• Work to complete: In the data that follows, find the line with "repository 7a7ca04a643344cb"; transcribe it, every later line up to the one with "use tracing::info;", and that line as well, exactly and with no others.

• Material provided:
[Start of section]

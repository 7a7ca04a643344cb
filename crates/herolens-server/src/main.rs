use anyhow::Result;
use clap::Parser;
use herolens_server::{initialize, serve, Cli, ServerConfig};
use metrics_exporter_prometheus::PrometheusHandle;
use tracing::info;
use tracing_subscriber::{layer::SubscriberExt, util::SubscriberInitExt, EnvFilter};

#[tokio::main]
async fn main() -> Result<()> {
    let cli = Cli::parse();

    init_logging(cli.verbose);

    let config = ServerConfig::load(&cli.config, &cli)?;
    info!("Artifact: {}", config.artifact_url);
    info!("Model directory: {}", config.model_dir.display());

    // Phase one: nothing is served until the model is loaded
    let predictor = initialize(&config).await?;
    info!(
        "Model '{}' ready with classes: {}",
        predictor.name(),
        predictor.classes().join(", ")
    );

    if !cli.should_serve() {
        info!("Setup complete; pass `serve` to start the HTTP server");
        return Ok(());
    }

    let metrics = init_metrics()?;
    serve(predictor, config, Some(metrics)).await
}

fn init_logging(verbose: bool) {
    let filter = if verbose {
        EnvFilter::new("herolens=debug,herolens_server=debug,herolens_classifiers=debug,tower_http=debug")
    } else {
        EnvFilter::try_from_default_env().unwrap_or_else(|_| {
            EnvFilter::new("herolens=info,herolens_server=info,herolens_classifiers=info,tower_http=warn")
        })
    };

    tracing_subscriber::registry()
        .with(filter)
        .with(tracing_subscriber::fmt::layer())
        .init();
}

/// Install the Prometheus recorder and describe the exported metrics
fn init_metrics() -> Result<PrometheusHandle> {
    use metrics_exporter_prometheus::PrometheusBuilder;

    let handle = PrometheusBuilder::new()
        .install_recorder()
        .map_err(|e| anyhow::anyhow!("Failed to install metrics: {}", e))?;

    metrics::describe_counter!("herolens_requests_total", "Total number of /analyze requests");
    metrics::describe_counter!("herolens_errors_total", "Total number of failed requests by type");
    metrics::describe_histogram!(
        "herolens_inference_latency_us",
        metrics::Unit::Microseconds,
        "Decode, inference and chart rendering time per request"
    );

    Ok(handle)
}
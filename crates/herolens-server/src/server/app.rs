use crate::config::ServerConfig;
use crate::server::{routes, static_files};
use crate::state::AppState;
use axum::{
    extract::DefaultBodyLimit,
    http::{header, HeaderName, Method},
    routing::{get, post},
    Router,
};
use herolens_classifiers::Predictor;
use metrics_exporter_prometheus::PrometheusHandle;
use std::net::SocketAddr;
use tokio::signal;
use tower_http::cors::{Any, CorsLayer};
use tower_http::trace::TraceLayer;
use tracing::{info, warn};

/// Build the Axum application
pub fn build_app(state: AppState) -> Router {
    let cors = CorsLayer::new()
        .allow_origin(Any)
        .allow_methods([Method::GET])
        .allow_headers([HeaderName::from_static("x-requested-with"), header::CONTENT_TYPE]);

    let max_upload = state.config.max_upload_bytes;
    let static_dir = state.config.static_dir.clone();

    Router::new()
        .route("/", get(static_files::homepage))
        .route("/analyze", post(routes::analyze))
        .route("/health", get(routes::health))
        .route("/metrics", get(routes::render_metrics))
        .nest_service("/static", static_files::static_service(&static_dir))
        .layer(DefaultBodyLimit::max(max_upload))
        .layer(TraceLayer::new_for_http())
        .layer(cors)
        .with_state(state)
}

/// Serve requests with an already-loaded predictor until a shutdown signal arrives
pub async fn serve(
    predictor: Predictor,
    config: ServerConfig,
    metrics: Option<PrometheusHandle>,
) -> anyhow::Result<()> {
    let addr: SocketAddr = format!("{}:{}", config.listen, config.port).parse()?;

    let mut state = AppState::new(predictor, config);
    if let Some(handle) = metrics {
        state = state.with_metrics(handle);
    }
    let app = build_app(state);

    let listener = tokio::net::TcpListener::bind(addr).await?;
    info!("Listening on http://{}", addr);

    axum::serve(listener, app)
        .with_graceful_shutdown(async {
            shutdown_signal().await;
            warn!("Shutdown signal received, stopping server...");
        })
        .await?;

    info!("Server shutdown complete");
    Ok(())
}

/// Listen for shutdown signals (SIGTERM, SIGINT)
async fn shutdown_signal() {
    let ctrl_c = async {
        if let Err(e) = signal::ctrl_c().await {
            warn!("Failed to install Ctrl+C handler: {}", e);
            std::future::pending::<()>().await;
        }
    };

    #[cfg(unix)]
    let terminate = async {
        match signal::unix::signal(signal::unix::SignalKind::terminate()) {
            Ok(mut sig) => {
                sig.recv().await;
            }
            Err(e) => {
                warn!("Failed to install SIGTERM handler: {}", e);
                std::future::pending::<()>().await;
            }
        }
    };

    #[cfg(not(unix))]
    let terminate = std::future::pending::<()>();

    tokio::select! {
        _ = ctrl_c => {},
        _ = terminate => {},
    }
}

[End of section]
[Start of section]

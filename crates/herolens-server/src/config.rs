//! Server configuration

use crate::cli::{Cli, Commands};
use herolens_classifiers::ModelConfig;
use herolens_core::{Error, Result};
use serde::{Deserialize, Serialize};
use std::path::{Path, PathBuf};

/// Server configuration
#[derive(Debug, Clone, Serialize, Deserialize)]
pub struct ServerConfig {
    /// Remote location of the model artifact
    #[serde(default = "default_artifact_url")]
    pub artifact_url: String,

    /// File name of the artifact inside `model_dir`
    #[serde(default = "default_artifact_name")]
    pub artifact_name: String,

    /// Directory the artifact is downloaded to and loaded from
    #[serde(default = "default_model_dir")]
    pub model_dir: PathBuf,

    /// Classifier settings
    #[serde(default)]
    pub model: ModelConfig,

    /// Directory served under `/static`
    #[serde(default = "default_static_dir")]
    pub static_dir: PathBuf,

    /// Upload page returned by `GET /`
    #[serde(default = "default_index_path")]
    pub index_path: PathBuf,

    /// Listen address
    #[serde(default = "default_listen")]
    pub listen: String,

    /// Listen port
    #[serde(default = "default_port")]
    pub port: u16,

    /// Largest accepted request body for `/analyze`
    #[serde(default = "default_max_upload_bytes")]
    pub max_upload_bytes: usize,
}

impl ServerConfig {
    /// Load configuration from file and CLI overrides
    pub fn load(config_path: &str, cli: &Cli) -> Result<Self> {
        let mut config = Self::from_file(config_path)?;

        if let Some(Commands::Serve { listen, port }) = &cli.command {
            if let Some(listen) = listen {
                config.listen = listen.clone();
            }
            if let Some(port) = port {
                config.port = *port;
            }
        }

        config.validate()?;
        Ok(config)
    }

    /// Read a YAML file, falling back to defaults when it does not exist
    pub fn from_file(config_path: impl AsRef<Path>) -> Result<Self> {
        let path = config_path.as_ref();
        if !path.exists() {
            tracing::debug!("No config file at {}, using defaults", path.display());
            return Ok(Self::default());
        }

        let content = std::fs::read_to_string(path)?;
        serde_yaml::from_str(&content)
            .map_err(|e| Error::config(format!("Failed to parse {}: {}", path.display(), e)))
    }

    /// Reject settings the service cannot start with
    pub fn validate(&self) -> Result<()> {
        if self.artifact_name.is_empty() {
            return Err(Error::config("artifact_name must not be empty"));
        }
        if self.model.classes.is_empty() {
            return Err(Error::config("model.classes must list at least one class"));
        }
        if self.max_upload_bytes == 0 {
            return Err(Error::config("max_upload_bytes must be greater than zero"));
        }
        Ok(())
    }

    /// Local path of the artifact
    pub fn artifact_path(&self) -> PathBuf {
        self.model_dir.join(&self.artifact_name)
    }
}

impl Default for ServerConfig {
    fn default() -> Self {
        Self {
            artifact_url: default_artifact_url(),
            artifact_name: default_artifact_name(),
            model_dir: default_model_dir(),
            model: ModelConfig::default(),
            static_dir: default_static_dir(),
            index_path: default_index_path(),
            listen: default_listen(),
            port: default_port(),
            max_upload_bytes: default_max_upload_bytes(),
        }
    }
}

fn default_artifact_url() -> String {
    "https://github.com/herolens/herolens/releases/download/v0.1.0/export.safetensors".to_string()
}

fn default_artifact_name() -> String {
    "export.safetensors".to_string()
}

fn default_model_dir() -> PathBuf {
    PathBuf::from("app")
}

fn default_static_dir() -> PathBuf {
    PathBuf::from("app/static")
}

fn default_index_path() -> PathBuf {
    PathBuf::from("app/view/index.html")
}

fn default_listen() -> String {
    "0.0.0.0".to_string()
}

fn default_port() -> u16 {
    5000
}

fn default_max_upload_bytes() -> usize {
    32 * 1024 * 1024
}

[End of section]

• The completed task:
repository 7a7ca04a643344cb
filename crates/herolens-server/src/main.rs
use anyhow::Result;
use clap::Parser;
use herolens_server::{initialize, serve, Cli, ServerConfig};
use metrics_exporter_prometheus::PrometheusHandle;
use tracing::info;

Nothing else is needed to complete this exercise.